A l'inverse de l'entretien professionnel dont la tenue est légalement obligatoire tous les deux ans et qui vise à envisager les perspectives d'évolution professionnelle du salarié et les formations permettant d'y contribuer, l'organisation par l'employeur d'un entretien annuel d'évaluation du salarié n'est en principe pas obligatoire (sauf convention collective en ce sens et hors cadre forfait annuel en jours).

Une décision du 13 avril 2023 (n°21-20.043) rendue par la Chambre sociale de la Cour de cassation nous apprend cependant que l'absence d'organisation par l'employeur d'un entretien annuel pour son personnel peut conduire à la caractérisation d'une violation de son obligation de sécurité dès lors qu'il ne peut se prévaloir d'autre(s) moyen(s) de contrôle objectif de la charge de travail des salariés et de l'adéquation de cette charge avec leur vie personnelle.

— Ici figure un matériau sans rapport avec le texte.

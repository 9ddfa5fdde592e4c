//! Shared fixtures for unit tests.

use std::sync::Arc;

use migration::MigratorTrait;
use sea_orm::{ConnectOptions, Database, DatabaseConnection};

use crate::polls::{PollService, PollSettings, SystemClock};

/// Fresh in-memory SQLite database with every migration applied.
pub async fn memory_database() -> DatabaseConnection {
    let mut options = ConnectOptions::new("sqlite::memory:");
    // Each SQLite memory connection is its own database.
    options
        .max_connections(1)
        .min_connections(1)
        .sqlx_logging(false);

    let database = Database::connect(options)
        .await
        .expect("in-memory sqlite connects");
    migration::Migrator::up(&database, None)
        .await
        .expect("migrations apply");
    database
}

pub fn poll_service(database: DatabaseConnection, enabled: bool) -> PollService {
    PollService::new(database, PollSettings { enabled }, Arc::new(SystemClock))
}
impl PollService {
    pub fn new(
        database: DatabaseConnection,
        settings: PollSettings,
        clock: Arc<dyn Clock>,
    ) -> Self {
        Self {
            database,
            settings,
            clock,
        }
    }

    pub fn is_poll_enabled(&self) -> bool {
        self.settings.enabled
    }

    pub async fn get_poll(&self, poll_id: i32) -> Result<Option<poll::Model>, PollError> {
        directory::find_poll(&self.database, poll_id).await
    }

    pub async fn get_poll_by_identifier(
        &self,
        identifier: &str,
    ) -> Result<Option<poll::Model>, PollError> {
        let identifier = identifier.trim();
        if identifier.is_empty() {
            return Ok(None);
        }
        directory::find_poll_by_identifier(&self.database, identifier).await
    }

    pub async fn get_option(
        &self,
        option_id: i32,
    ) -> Result<Option<poll_option::Model>, PollError> {
        directory::find_option(&self.database, option_id).await
    }

    pub async fn get_options(&self, poll_id: i32) -> Result<Vec<poll_option::Model>, PollError> {
        directory::list_options(&self.database, poll_id).await
    }

    pub async fn get_all_polls(&self) -> Result<Vec<poll::Model>, PollError> {
        directory::list_polls(&self.database).await
    }

    pub async fn has_user_voted(&self, poll_id: i32, voter_id: i64) -> Result<bool, PollError> {
        ledger::has_voted(&self.database, poll_id, voter_id).await
    }

    /// Counts and percentages per option, or `None` when the poll does not exist.
    pub async fn get_results(&self, poll_id: i32) -> Result<Option<PollResults>, PollError> {
        let Some(poll) = directory::find_poll(&self.database, poll_id).await? else {
            return Ok(None);
        };
        let options = directory::list_options(&self.database, poll.id).await?;
        let counts = ledger::option_counts(&self.database, poll.id).await?;
        let results = tally::tally(poll.id, &options, &counts);
        debug!(
            poll_id = poll.id,
            total_votes = results.total_votes,
            "Computed poll results"
        );
        Ok(Some(results))
    }

    /// Records one vote for `voter`, refusing a second vote in the same poll.
    ///
    /// The poll, option and guard reads run in the same transaction as the
    /// insert. Concurrent submissions that both pass the guard are settled by
    /// the unique `(poll_id, voter_id)` index.
    pub async fn record_vote(
        &self,
        poll_id: i32,
        option_id: i32,
        voter: &Voter,
    ) -> Result<VoteReceipt, PollError> {
        if !self.is_poll_enabled() {
            return Err(PollError::Disabled);
        }
        if voter.user_id < 0 {
            return Err(PollError::validation("voter id must be non-negative"));
        }

        let txn = self.database.begin().await?;

        let poll = directory::find_poll(&txn, poll_id)
            .await?
            .ok_or_else(|| PollError::not_found("poll", poll_id))?;
        let option = directory::find_option(&txn, option_id)
            .await?
            .ok_or_else(|| PollError::not_found("option", option_id))?;
        if option.poll_id != poll.id {
            return Err(PollError::OptionMismatch {
                poll_id: poll.id,
                option_id: option.id,
            });
        }

        if ledger::has_voted(&txn, poll.id, voter.user_id).await? {
            return Err(PollError::AlreadyVoted {
                poll_id: poll.id,
                voter_id: voter.user_id,
            });
        }

        let timestamp = self.clock.now();
        let vote_id = ledger::append_vote(
            &txn,
            ledger::NewVote {
                poll_id: poll.id,
                option_id: option.id,
                voter_id: voter.user_id,
                ip_address: voter.ip_address.clone(),
                timestamp,
            },
        )
        .await?;
        txn.commit().await?;

        info!(
            poll_id = poll.id,
            option_id = option.id,
            voter_id = voter.user_id,
            vote_id,
            "Vote recorded"
        );

        Ok(VoteReceipt {
            vote_id,
            poll_id: poll.id,
            option_id: option.id,
            voter_id: voter.user_id,
            timestamp,
        })
    }

    pub async fn create_poll(&self, form: PollForm) -> Result<poll::Model, PollError> {
        let identifier = canonicalize_text(&form.identifier, MAX_IDENTIFIER_LEN, "identifier")?;
        let title = canonicalize_text(&form.title, MAX_TITLE_LEN, "title")?;

        let created_at = self.clock.now();
        let created =
            directory::insert_poll(&self.database, &identifier, &title, created_at).await?;
        info!(poll_id = created.id, identifier = %created.identifier, "Poll created");
        Ok(created)
    }

    /// Saves a new or edited option. A form without a poll id is rejected and
    /// nothing is written.
    pub async fn save_option(&self, form: OptionForm) -> Result<SavedOption, PollError> {
        let Some(poll_id) = form.poll_id else {
            warn!(option_id = ?form.id, "Rejected option save without a poll");
            return Err(PollError::validation(OPTION_WITHOUT_POLL));
        };
        let title = canonicalize_text(&form.title, MAX_TITLE_LEN, "title")?;

        let txn = self.database.begin().await?;
        if directory::find_poll(&txn, poll_id).await?.is_none() {
            return Err(PollError::not_found("poll", poll_id));
        }

        let saved = match form.id {
            Some(option_id) => {
                let existing = directory::find_option(&txn, option_id)
                    .await?
                    .ok_or_else(|| PollError::not_found("option", option_id))?;
                // Moving an option would orphan the votes cast for it.
                if existing.poll_id != poll_id {
                    return Err(PollError::OptionMismatch { poll_id, option_id });
                }
                let option = directory::update_option(&txn, existing, &title, form.weight).await?;
                SavedOption {
                    option,
                    status: SaveStatus::Updated,
                }
            }
            None => {
                let option = directory::insert_option(&txn, poll_id, &title, form.weight).await?;
                SavedOption {
                    option,
                    status: SaveStatus::Created,
                }
            }
        };
        txn.commit().await?;

        info!(
            poll_id,
            option_id = saved.option.id,
            status = saved.status.as_str(),
            "Option saved"
        );
        Ok(saved)
    }

    pub async fn delete_poll(&self, poll_id: i32) -> Result<(), PollError> {
        let txn = self.database.begin().await?;
        if !directory::delete_poll(&txn, poll_id).await? {
            return Err(PollError::not_found("poll", poll_id));
        }
        txn.commit().await?;
        info!(poll_id, "Poll deleted");
        Ok(())
    }
}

En effet, en l'espèce, un salarié (qui n'était ni cadre dirigeant, ni en forfait annuel en jours) faisait valoir un manquement de l’employeur à son obligation de sécurité en raison d'une charge de travail excessive et réclamait à ce titre des dommages et intérêts de réparation. La Cour d'appel saisie de ce dossier avait rejeté la demande du salarié et retenu "l'absence de manquement imputable à l'employeur" aux motifs que :

- l’intéressé ne démontrait pas un "rythme de travail important" et que sa responsable lui avait à deux reprises expressément proposé de l’aide pour son activité au cas où il ne serait pas en mesure d'assurer certaines tâches ;

- si la responsable lui avait effectivement adressé de nombreux mails pour lui demander d'accomplir des tâches, les délais impartis lors des demandes initiales étaient raisonnables, et que "si les messages étaient adressés à des horaires tardifs ou lors des fins de semaine, ils correspondaient au rythme de travail de sa supérieure hiérarchique et n'appelaient pas de réponse immédiate";

- l’employeur qui avait assuré le suivi médical du salarié, n'avait pas été destinataire d'une information particulière de la médecine du travail. 

Position infirmée par la Cour de cassation qui considère que "l'employeur, tenu d'une obligation de sécurité envers les salariés, doit prendre les mesures nécessaires pour assurer la sécurité et protéger la santé physique et mentale des travailleurs" et que "contrairement à ce qu'il soutenait, l'employeur ne justifiait pas avoir mis en œuvre des entretiens annuels au cours desquels étaient évoquées la charge de travail du salarié et son adéquation avec sa vie personnelle".

D'où un manquement de l'employeur à son obligation de sécurité. Faut-il comprendre que si l'employeur ne s'était pas prévalu d'entretiens annuels qui en réalité n'existaient pas, la position de la Cour de cassation aurait été différente ?

Il est fort probable que non au regard de l'esprit de la Haute Cour qui met clairement en évidence l'intérêt de la tenue d'un entretien annuel pour (notamment) évaluer la charge de travail d'un salarié et son adéquation avec sa vie personnelle et familiale.

Conclusion : bien que non légalement obligatoire, l'entretien annuel d'évaluation devient jurisprudentiellement contraint afin de justifier du respect de l'obligation de sécurité de l'employeur.